A rapidez no diagnóstico de uma doença genética tem um impacto importante na qualidade de vida de quem a tem. Se o problema pode ser tratado, iniciar o tratamento antes mesmo de aparecerem os sintomas pode mudar a vida do paciente. Caso não seja possível tratá-la, identificá-la precocemente ajuda a antecipar sequelas.
Para a família do portador, o impacto do diagnóstico também é benéfico. Primeiro porque põe fim a uma angústia de meses, até anos. Em segundo lugar, permite aos geneticistas informar e orientar os pais sobre o curso da doença e sobre como evitar o nascimento de outro filho com o mesmo problema. Qualquer interferência, afirmam os especialistas, é melhor do que não fazer nada.

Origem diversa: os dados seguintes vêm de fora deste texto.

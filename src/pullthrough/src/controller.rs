use crate::background::BackgroundTasks;
use crate::config::ProxyTiming;
use crate::error::{ProxyError, Result};
use crate::inflight::InflightSet;
use crate::limiter::{upstream_key, ConnectionLimiter, ConnectionPermit, MemoryCounterStore};
use crate::project::Project;
use crate::quota::{QuotaController, ResourceList};
use crate::registry::adapter::{AdapterFactory, BlobStream, LocalRegistry, RegistryAdapter};
use crate::registry::manager::{Registry, RegistryManager};
use crate::registry::manifest::{digest_of, is_digest, Descriptor, Manifest, ManifestIndex};
use bytes::Bytes;
use futures::StreamExt;
use std::collections::HashSet;
use std::sync::Arc;
use std::time::Duration;
use tokio::sync::mpsc;

const CLEANUP_TIMEOUT: Duration = Duration::from_secs(60);
/// Allowance for the final manifest push once the dependency wait is over
const MANIFEST_PUSH_TIMEOUT: Duration = Duration::from_secs(60);

/// Identity of the requested artifact, taken from the request path
#[derive(Debug, Clone, PartialEq, Eq)]
pub struct ArtifactInfo {
    pub project_name: String,
    /// Full local repository name, project included
    pub repository: String,
    pub tag: String,
    pub digest: String,
}

impl ArtifactInfo {
    /// `name` is the repository path after `/v2/`, `reference` a tag or digest
    pub fn parse(name: &str, reference: &str) -> Result<Self> {
        let name = name.trim_matches('/');
        let (project, rest) = name.split_once('/').ok_or_else(|| {
            ProxyError::NotFound(format!("repository `{}` has no project segment", name))
        })?;
        if project.is_empty() || rest.is_empty() {
            return Err(ProxyError::NotFound(format!("invalid repository `{}`", name)));
        }
        let (tag, digest) = if is_digest(reference) {
            (String::new(), reference.to_string())
        } else {
            (reference.to_string(), String::new())
        };
        Ok(Self {
            project_name: project.to_string(),
            repository: name.to_string(),
            tag,
            digest,
        })
    }

    /// Repository as known to the upstream registry
    pub fn upstream_repository(&self) -> &str {
        self.repository
            .strip_prefix(&self.project_name)
            .map(|r| r.trim_start_matches('/'))
            .unwrap_or(&self.repository)
    }

    pub fn reference(&self) -> &str {
        if self.digest.is_empty() {
            &self.tag
        } else {
            &self.digest
        }
    }
}

/// Manifest fetched from upstream, ready to be written to the client
#[derive(Debug, Clone)]
pub struct ProxiedManifest {
    pub media_type: String,
    pub digest: String,
    pub payload: Bytes,
}

/// Blob streamed from upstream
pub struct ProxiedBlob {
    pub descriptor: Descriptor,
    pub body: BlobStream,
}

/// Pull-through proxy controller.
///
/// Decides per request whether local content can serve it. Proxied manifests are
/// mirrored into the local registry by a background task that first waits for the
/// referenced blobs to land; proxied blobs are mirrored under a storage quota reservation.
#[derive(Clone)]
pub struct ProxyController {
    registries: Arc<dyn RegistryManager>,
    adapters: Arc<dyn AdapterFactory>,
    local: Arc<dyn LocalRegistry>,
    quota: Arc<QuotaController>,
    limiter: Arc<ConnectionLimiter>,
    inflight: InflightSet,
    tasks: BackgroundTasks,
    timing: ProxyTiming,
}
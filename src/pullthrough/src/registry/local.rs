use crate::cache::RegistryStorage;
use crate::error::{ProxyError, Result};
use crate::registry::adapter::{BlobOracle, BlobStream, LocalRegistry, PulledManifest, RegistryAdapter};
use crate::registry::manifest::{is_digest, Descriptor, Manifest, MEDIA_TYPE_OCTET_STREAM};
use async_trait::async_trait;
use bytes::Bytes;
use futures::StreamExt;
use std::sync::Arc;
use tokio_util::io::ReaderStream;

/// Filesystem-backed local registry
#[derive(Clone)]
pub struct LocalRegistryStore {
    storage: Arc<RegistryStorage>,
}

/// First path segment of a repository is its project
pub fn project_of(repository: &str) -> &str {
    repository.split('/').next().unwrap_or(repository)
}

impl LocalRegistryStore {
    pub fn new(storage: Arc<RegistryStorage>) -> Self {
        Self { storage }
    }

    pub fn storage(&self) -> &Arc<RegistryStorage> {
        &self.storage
    }

    async fn manifest_by_digest(&self, repository: &str, digest: &str) -> Result<PulledManifest> {
        let meta = self.storage.read_manifest_metadata(repository, digest).await?;
        if meta.is_none() && !self.storage.blob_exists(digest).await {
            return Err(ProxyError::NotFound(format!(
                "manifest {}@{}",
                repository, digest
            )));
        }
        let payload = self.storage.read_blob(digest).await?;
        // Content pushed under another repository of the project has no revision
        // metadata here, the payload carries its own media type
        let manifest = Manifest::parse(meta.as_ref().map(|m| m.media_type.as_str()), payload)?;
        Ok(PulledManifest {
            manifest,
            digest: digest.to_string(),
        })
    }
}

#[async_trait]
impl RegistryAdapter for LocalRegistryStore {
    async fn pull_manifest(&self, repository: &str, reference: &str) -> Result<PulledManifest> {
        if is_digest(reference) {
            return self.manifest_by_digest(repository, reference).await;
        }
        let mapping = self
            .storage
            .read_tag(repository, reference)
            .await?
            .ok_or_else(|| ProxyError::NotFound(format!("manifest {}:{}", repository, reference)))?;
        self.manifest_by_digest(repository, &mapping.digest).await
    }

    async fn pull_blob(&self, _repository: &str, digest: &str) -> Result<(Descriptor, BlobStream)> {
        let (size, file) = self.storage.open_blob(digest).await?;
        let desc = Descriptor::new(MEDIA_TYPE_OCTET_STREAM, digest, size);
        Ok((desc, ReaderStream::new(file).boxed()))
    }

    async fn push_manifest(
        &self,
        repository: &str,
        tag: &str,
        media_type: &str,
        payload: Bytes,
    ) -> Result<String> {
        let digest = self
            .storage
            .write_manifest(repository, tag, media_type, payload)
            .await?;
        self.storage.associate(project_of(repository), &digest).await?;
        Ok(digest)
    }

    async fn push_blob(
        &self,
        repository: &str,
        digest: &str,
        size: u64,
        body: BlobStream,
    ) -> Result<()> {
        if !self.storage.blob_exists(digest).await {
            let written = self.storage.write_blob_stream(digest, body).await?;
            if written != size {
                tracing::warn!(
                    repository = %repository,
                    digest = %digest,
                    expected = size,
                    written = written,
                    "Pushed blob size differs from descriptor"
                );
            }
        }
        self.storage.associate(project_of(repository), digest).await?;
        Ok(())
    }
}

#[async_trait]
impl BlobOracle for LocalRegistryStore {
    async fn exist(&self, digest: &str, project: Option<&str>) -> Result<bool> {
        if !self.storage.blob_exists(digest).await {
            return Ok(false);
        }
        match project {
            Some(project) => Ok(self.storage.is_associated(project, digest).await),
            None => Ok(true),
        }
    }
}

#[async_trait]
impl LocalRegistry for LocalRegistryStore {
    async fn delete_tag(&self, repository: &str, tag: &str) -> Result<()> {
        if self.storage.delete_tag(repository, tag).await? {
            tracing::info!(repository = %repository, tag = %tag, "Removed stale local tag");
        }
        Ok(())
    }

    async fn stat_blob(&self, digest: &str) -> Result<Descriptor> {
        let size = self
            .storage
            .blob_size(digest)
            .await
            .ok_or_else(|| ProxyError::NotFound(format!("blob {}", digest)))?;
        Ok(Descriptor::new(MEDIA_TYPE_OCTET_STREAM, digest, size))
    }
}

Conheça algumas das doenças genéticas raras mais estudadas.
Doença de Fabry
É causada pela deficiência em uma enzima envolvida no metabolismo das gorduras no organismo, o que gera acúmulo de gordura em vasos sanguíneos e órgãos. Os sintomas dessa enfermidade são variados e se confundem com os de outras doenças, dificultando o diagnóstico. Portadores de Fabry tem queimação e formigamento nas mãos e nos pés, intolerância ao calor, pequenas lesões avermelhadas na pele, episódios de diarreia alternados com constipação e vista embaçada por conta de catarata. Pessoas com Doença de Fabry frequentemente sobrevivem à infância,mas têm um risco altíssimo de Acidente Vascular Cerebral (AVC), falência renal, infarto outras doenças cardíacas.
Doença de Gaucher
Também é causada pela inexistência ou pela produção deficiente de uma enzima envolvida no mecanismo de eliminação de uma substância chamada glicocerebrosídeo. Sem a eliminação adequada, essa substância se acumula em diversas partes do corpo, como baço, fígado, ossos e sistema nervoso central, gerando sequelas que vão desde problemas de coagulação sanguínea até retardo mental. A Doença de Gaucher é classificada em três subtipos, de acordo com a gravidade das sequelas neurológicas.
Mucopolissacaridoses
Nesse grupo de doenças, a enzima que não é produzida pelo organismo o torna incapaz de processar os glicosaminoglicanos (GAGs), açúcares complexos usados pelo corpo para estruturar diversos tecidos, como ossos, cartilagens, pele e vias aéreas. Quando os GAGs se acumulam no corpo, podem causar sintomas como macrocefalia (crânio maior que o normal), deficiência mental, alterações da face, dificuldades visuais e auditivas, rigidez das articulações, deformidades ósseas, insuficiência das válvulas cardíacas e aumento do fígado e do baço, entre outros. Existem 11 tipos de mucopolissacaridose, entre tipos e subtipos. Jáa há tratamento para os tipos 1, 2 e 6 e estão em estudo terapias para os tipos 4A e 3A.
Doença de Pompe
É causada pela atividade deficitária de uma enzima chamada alfa-glicosidase-ácida, responsável pela degradação de parte do glicogênio da célula. Essa deficiência faz com que o glicogênio se acumule dentro de minúsculas estruturas na célula provocando dano nos tecidos do coração, dos pulmões e do ossos. A doença tem sintomas variáveis, mas comumente gera fraqueza muscular, cardíaca e respiratória, levando à morte entre o começo da infância e a metade da vida adulta. Já existe tratamento para a doença, feito por meio da reposição da enzima deficitária.